- [Assigned task] As the answer, give a copy of each line below that includes the word "message".

(Saved data entries)
>>>>>
//! Terminal stand-ins for the collaborators a browser host would provide.

use std::sync::atomic::{AtomicBool, Ordering};

use insight_contracts::{AddressBar, ErrorReporter};
use parking_lot::Mutex;

/// Prints user-facing failures to stderr and remembers that one happened.
#[derive(Debug, Default)]
pub struct StderrReporter {
    reported: AtomicBool,
}

impl StderrReporter {
    pub fn reported(&self) -> bool {
        self.reported.load(Ordering::Relaxed)
    }
}

impl ErrorReporter for StderrReporter {
    fn report(&self, message: &str) {
        self.reported.store(true, Ordering::Relaxed);
        eprintln!("error: {message}");
    }
}

/// Keeps the most recent query string instead of a browser location.
#[derive(Debug, Default)]
pub struct LastQuery {
    query: Mutex<Option<String>>,
}

impl LastQuery {
    pub fn get(&self) -> Option<String> {
        self.query.lock().clone()
    }
}

impl AddressBar for LastQuery {
    fn replace_query(&self, query: &str) {
        *self.query.lock() = Some(query.to_string());
    }
}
<<<<<
- [Solution for this problem]
    fn report(&self, message: &str) {
        eprintln!("error: {message}");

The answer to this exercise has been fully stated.